/---

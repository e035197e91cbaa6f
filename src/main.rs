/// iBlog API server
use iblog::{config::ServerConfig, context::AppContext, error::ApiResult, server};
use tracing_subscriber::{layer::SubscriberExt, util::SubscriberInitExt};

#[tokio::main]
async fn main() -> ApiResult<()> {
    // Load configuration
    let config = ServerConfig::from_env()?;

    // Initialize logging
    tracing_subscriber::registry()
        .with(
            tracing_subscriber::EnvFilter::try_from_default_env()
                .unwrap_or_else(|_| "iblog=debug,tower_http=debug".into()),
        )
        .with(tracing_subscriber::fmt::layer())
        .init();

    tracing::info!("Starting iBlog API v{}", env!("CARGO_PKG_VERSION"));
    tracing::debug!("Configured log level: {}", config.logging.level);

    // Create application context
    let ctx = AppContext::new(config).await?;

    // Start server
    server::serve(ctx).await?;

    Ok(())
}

\---

▶ Exercise details
Your answer should consist of all lines in the listing above that contain "debug".

▶ Written solution
                .unwrap_or_else(|_| "iblog=debug,tower_http=debug".into()),
    tracing::debug!("Configured log level: {}", config.logging.level);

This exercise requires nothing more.